What is wanted is an exact copy of the lines from the top of the listing through the line containing "Licensed under the".

- **The data**
══════════
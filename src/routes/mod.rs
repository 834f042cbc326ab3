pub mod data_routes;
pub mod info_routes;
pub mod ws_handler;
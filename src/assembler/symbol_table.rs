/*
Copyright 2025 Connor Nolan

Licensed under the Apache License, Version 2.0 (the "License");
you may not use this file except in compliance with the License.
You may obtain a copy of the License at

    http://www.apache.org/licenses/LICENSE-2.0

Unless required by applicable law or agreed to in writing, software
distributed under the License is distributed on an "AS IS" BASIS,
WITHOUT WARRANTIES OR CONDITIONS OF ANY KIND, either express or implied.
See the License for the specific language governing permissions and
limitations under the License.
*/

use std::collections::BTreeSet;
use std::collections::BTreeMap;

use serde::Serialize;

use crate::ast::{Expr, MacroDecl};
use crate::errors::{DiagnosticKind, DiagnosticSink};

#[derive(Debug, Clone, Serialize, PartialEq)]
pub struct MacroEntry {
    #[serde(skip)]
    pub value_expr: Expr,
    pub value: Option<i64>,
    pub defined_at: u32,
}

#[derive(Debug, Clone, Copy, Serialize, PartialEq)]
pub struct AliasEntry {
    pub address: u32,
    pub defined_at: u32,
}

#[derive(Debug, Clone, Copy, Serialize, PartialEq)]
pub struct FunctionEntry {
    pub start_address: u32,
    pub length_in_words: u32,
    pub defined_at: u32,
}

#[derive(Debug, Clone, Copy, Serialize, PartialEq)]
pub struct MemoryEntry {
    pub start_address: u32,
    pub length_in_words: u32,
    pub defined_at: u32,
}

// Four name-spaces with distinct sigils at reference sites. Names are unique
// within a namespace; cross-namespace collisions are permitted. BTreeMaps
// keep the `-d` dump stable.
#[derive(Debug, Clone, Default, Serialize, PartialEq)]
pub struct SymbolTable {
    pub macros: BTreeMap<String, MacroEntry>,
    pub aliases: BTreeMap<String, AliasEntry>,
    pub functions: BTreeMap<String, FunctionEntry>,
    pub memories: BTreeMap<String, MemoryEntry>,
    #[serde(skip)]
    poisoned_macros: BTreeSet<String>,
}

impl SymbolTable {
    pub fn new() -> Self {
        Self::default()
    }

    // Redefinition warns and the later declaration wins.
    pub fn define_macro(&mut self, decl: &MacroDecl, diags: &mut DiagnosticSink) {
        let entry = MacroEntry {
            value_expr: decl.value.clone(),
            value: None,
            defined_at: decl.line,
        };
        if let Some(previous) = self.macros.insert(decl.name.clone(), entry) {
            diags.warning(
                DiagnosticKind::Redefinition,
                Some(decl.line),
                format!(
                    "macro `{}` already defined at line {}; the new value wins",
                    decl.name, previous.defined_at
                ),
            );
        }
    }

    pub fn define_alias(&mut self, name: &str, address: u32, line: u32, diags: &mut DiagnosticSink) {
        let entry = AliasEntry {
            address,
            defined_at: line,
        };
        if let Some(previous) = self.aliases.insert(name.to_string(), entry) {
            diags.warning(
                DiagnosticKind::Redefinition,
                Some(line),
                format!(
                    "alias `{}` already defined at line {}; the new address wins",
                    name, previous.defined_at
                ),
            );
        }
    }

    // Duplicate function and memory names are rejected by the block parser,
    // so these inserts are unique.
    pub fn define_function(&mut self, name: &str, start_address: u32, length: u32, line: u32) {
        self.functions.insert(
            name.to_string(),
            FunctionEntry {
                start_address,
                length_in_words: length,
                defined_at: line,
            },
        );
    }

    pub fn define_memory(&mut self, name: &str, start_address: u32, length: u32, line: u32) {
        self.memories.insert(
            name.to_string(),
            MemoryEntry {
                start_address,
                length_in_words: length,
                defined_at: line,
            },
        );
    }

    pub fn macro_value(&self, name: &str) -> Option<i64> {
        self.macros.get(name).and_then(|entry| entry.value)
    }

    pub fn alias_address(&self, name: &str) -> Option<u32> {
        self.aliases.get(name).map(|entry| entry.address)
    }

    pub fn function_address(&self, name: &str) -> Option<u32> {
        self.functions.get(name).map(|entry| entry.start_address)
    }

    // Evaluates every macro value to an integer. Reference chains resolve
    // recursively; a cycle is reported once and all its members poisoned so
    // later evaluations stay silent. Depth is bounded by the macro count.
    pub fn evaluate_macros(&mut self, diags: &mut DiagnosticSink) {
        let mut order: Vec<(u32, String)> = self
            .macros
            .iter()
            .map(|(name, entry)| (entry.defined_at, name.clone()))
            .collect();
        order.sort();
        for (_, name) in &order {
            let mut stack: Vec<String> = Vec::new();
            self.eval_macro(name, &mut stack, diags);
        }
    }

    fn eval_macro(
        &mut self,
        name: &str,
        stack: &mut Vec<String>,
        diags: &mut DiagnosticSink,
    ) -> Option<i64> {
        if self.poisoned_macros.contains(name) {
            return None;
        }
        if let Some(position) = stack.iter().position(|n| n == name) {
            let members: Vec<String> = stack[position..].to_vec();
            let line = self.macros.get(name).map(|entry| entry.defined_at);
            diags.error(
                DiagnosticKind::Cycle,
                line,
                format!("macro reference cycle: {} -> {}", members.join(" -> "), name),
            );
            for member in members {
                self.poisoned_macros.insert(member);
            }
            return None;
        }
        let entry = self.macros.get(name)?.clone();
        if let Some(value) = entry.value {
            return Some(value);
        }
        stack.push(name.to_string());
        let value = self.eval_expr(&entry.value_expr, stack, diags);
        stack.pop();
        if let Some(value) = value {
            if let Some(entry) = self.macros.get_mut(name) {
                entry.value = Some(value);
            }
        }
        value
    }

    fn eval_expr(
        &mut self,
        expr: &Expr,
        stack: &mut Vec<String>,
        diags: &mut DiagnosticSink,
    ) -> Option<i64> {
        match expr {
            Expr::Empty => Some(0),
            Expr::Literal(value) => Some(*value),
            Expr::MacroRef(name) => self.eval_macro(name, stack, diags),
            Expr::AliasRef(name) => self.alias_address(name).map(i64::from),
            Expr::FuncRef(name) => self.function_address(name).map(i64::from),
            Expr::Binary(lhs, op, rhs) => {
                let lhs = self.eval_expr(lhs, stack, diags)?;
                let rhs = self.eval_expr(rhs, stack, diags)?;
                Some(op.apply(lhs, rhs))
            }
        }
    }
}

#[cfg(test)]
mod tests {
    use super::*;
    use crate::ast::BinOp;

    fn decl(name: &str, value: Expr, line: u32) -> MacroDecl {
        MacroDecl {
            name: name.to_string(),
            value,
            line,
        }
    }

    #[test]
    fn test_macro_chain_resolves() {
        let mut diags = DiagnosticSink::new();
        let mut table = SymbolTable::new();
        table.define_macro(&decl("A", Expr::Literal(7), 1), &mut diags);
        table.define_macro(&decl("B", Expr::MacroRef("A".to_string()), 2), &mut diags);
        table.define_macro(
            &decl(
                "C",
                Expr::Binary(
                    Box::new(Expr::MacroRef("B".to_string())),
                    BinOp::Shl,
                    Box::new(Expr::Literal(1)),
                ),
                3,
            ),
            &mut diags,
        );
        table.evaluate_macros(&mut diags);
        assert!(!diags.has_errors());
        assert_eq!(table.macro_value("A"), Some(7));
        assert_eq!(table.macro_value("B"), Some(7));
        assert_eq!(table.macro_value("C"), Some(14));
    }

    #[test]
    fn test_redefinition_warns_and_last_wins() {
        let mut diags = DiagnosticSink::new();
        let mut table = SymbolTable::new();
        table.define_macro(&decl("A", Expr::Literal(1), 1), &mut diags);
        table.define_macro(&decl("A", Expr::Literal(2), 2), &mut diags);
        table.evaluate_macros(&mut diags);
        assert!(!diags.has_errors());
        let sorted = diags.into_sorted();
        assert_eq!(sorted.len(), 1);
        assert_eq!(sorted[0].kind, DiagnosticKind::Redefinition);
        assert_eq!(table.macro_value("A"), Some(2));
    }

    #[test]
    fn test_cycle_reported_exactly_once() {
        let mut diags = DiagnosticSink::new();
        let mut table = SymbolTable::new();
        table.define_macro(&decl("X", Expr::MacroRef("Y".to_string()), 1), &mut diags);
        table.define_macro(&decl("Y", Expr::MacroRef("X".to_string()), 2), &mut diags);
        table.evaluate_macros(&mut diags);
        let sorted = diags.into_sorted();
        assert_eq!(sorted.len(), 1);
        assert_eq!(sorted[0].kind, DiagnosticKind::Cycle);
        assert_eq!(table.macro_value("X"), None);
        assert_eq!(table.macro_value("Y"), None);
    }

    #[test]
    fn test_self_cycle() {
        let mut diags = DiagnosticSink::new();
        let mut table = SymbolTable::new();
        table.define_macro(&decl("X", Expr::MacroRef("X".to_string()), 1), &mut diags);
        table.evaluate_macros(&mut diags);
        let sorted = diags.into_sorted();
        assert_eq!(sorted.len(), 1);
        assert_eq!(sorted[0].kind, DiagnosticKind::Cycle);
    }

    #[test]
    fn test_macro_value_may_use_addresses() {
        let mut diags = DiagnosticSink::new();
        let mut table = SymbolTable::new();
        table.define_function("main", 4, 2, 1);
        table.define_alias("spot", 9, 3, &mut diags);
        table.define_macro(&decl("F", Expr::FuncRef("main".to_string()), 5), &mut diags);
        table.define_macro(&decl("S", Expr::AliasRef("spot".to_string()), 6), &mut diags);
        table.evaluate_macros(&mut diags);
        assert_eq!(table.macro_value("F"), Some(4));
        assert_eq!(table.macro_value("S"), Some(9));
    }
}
══════════
- **Expected answer**
filename src/routes/mod.rs
repository 834f042cbc326ab3
pub mod data_routes;
pub mod info_routes;
pub mod ws_handler;
filename src/assembler/symbol_table.rs
/*
Copyright 2025 Connor Nolan

Licensed under the Apache License, Version 2.0 (the "License");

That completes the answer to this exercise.